- **WHAT IS REQUIRED**: Repeat the records. Keep every word and mark exactly as it is.
··· RAW DATA
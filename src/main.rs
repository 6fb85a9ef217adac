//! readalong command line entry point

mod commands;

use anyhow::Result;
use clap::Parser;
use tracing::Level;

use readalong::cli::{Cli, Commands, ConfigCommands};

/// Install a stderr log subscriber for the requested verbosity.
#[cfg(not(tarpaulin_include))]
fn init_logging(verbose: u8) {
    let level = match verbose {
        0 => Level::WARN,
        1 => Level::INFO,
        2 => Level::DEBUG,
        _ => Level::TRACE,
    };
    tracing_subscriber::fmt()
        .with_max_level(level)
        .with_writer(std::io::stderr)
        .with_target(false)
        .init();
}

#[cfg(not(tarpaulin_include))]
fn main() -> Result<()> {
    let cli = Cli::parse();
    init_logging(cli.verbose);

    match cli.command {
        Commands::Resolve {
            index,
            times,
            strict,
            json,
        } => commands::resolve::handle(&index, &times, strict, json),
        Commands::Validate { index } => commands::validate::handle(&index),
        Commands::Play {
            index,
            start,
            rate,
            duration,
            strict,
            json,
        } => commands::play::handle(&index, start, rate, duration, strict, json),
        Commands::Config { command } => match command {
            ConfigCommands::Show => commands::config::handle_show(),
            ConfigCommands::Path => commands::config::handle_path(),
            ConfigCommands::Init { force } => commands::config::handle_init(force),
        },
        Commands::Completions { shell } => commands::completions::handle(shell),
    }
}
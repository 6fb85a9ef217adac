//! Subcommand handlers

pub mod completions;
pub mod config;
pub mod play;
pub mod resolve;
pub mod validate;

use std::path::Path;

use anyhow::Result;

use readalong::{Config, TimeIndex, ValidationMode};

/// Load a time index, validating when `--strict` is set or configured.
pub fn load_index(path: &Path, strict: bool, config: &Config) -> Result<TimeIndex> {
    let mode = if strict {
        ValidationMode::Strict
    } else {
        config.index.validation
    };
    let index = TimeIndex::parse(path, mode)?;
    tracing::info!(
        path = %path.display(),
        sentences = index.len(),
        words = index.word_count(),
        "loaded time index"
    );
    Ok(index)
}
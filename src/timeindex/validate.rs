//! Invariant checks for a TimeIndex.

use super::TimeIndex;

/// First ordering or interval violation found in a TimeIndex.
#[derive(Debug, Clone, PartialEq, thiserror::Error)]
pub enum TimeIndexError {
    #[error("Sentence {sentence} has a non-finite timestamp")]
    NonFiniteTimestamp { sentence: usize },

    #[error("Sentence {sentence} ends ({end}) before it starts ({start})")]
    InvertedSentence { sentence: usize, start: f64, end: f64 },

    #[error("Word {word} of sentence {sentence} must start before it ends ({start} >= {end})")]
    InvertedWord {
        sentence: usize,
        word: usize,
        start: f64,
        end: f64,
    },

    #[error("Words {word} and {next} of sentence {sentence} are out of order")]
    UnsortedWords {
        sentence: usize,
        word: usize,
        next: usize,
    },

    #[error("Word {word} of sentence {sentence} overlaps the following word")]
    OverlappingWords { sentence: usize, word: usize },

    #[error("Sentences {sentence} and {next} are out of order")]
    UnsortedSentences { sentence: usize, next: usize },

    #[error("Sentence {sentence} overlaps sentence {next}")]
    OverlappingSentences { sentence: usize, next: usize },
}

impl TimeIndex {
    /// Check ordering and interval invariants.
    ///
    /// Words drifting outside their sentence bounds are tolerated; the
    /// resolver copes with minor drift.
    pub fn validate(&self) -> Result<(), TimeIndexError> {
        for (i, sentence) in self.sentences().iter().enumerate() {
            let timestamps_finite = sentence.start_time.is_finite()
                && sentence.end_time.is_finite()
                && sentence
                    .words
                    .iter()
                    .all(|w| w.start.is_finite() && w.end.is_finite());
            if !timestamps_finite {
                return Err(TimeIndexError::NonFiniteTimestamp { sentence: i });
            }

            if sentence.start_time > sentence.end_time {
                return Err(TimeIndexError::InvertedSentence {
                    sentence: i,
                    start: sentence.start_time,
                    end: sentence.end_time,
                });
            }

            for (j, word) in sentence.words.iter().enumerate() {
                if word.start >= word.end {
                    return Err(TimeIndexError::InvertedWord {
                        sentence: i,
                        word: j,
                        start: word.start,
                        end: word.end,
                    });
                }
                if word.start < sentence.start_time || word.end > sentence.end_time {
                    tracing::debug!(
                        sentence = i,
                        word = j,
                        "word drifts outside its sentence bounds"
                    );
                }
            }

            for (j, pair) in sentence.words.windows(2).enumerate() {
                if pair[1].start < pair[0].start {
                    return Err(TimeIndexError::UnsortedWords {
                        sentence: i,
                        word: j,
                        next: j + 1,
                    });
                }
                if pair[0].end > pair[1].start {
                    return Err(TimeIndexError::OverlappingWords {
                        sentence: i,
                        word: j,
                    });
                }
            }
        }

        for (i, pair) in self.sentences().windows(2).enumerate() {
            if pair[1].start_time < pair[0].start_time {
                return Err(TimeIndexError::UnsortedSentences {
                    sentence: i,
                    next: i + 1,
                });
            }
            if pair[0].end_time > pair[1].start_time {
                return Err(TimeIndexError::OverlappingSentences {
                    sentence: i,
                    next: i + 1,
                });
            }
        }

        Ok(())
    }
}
······
- **SOLUTION FOR THIS EXERCISE**:
filename src/main.rs
repository 6fb85a9ef217adac
//! readalong command line entry point

mod commands;

use anyhow::Result;
use clap::Parser;
use tracing::Level;

use readalong::cli::{Cli, Commands, ConfigCommands};

/// Install a stderr log subscriber for the requested verbosity.
#[cfg(not(tarpaulin_include))]
fn init_logging(verbose: u8) {
    let level = match verbose {
        0 => Level::WARN,
        1 => Level::INFO,
        2 => Level::DEBUG,
        _ => Level::TRACE,
    };
    tracing_subscriber::fmt()
        .with_max_level(level)
        .with_writer(std::io::stderr)
        .with_target(false)
        .init();
}

#[cfg(not(tarpaulin_include))]
fn main() -> Result<()> {
    let cli = Cli::parse();
    init_logging(cli.verbose);

    match cli.command {
        Commands::Resolve {
            index,
            times,
            strict,
            json,
        } => commands::resolve::handle(&index, &times, strict, json),
        Commands::Validate { index } => commands::validate::handle(&index),
        Commands::Play {
            index,
            start,
            rate,
            duration,
            strict,
            json,
        } => commands::play::handle(&index, start, rate, duration, strict, json),
        Commands::Config { command } => match command {
            ConfigCommands::Show => commands::config::handle_show(),
            ConfigCommands::Path => commands::config::handle_path(),
            ConfigCommands::Init { force } => commands::config::handle_init(force),
        },
        Commands::Completions { shell } => commands::completions::handle(shell),
    }
}
repository 6fb85a9ef217adac
//! Subcommand handlers

pub mod completions;
pub mod config;
pub mod play;
pub mod resolve;
pub mod validate;

use std::path::Path;

use anyhow::Result;

use readalong::{Config, TimeIndex, ValidationMode};

/// Load a time index, validating when `--strict` is set or configured.
pub fn load_index(path: &Path, strict: bool, config: &Config) -> Result<TimeIndex> {
    let mode = if strict {
        ValidationMode::Strict
    } else {
        config.index.validation
    };
    let index = TimeIndex::parse(path, mode)?;
    tracing::info!(
        path = %path.display(),
        sentences = index.len(),
        words = index.word_count(),
        "loaded time index"
    );
    Ok(index)
}
filename src/timeindex/validate.rs
//! Invariant checks for a TimeIndex.

use super::TimeIndex;

/// First ordering or interval violation found in a TimeIndex.
#[derive(Debug, Clone, PartialEq, thiserror::Error)]
pub enum TimeIndexError {
    #[error("Sentence {sentence} has a non-finite timestamp")]
    NonFiniteTimestamp { sentence: usize },

    #[error("Sentence {sentence} ends ({end}) before it starts ({start})")]
    InvertedSentence { sentence: usize, start: f64, end: f64 },

    #[error("Word {word} of sentence {sentence} must start before it ends ({start} >= {end})")]
    InvertedWord {
        sentence: usize,
        word: usize,
        start: f64,
        end: f64,
    },

    #[error("Words {word} and {next} of sentence {sentence} are out of order")]
    UnsortedWords {
        sentence: usize,
        word: usize,
        next: usize,
    },

    #[error("Word {word} of sentence {sentence} overlaps the following word")]
    OverlappingWords { sentence: usize, word: usize },

    #[error("Sentences {sentence} and {next} are out of order")]
    UnsortedSentences { sentence: usize, next: usize },

    #[error("Sentence {sentence} overlaps sentence {next}")]
    OverlappingSentences { sentence: usize, next: usize },
}

impl TimeIndex {
    /// Check ordering and interval invariants.
    ///
    /// Words drifting outside their sentence bounds are tolerated; the
    /// resolver copes with minor drift.
    pub fn validate(&self) -> Result<(), TimeIndexError> {
        for (i, sentence) in self.sentences().iter().enumerate() {
            let timestamps_finite = sentence.start_time.is_finite()
                && sentence.end_time.is_finite()
                && sentence
                    .words
                    .iter()
                    .all(|w| w.start.is_finite() && w.end.is_finite());
            if !timestamps_finite {
                return Err(TimeIndexError::NonFiniteTimestamp { sentence: i });
            }

            if sentence.start_time > sentence.end_time {
                return Err(TimeIndexError::InvertedSentence {
                    sentence: i,
                    start: sentence.start_time,
                    end: sentence.end_time,
                });
            }

            for (j, word) in sentence.words.iter().enumerate() {
                if word.start >= word.end {
                    return Err(TimeIndexError::InvertedWord {
                        sentence: i,
                        word: j,
                        start: word.start,
                        end: word.end,
                    });
                }
                if word.start < sentence.start_time || word.end > sentence.end_time {
                    tracing::debug!(
                        sentence = i,
                        word = j,
                        "word drifts outside its sentence bounds"
                    );
                }
            }

            for (j, pair) in sentence.words.windows(2).enumerate() {
                if pair[1].start < pair[0].start {
                    return Err(TimeIndexError::UnsortedWords {
                        sentence: i,
                        word: j,
                        next: j + 1,
                    });
                }
                if pair[0].end > pair[1].start {
                    return Err(TimeIndexError::OverlappingWords {
                        sentence: i,
                        word: j,
                    });
                }
            }
        }

        for (i, pair) in self.sentences().windows(2).enumerate() {
            if pair[1].start_time < pair[0].start_time {
                return Err(TimeIndexError::UnsortedSentences {
                    sentence: i,
                    next: i + 1,
                });
            }
            if pair[0].end_time > pair[1].start_time {
                return Err(TimeIndexError::OverlappingSentences {
                    sentence: i,
                    next: i + 1,
                });
            }
        }

        Ok(())
    }
}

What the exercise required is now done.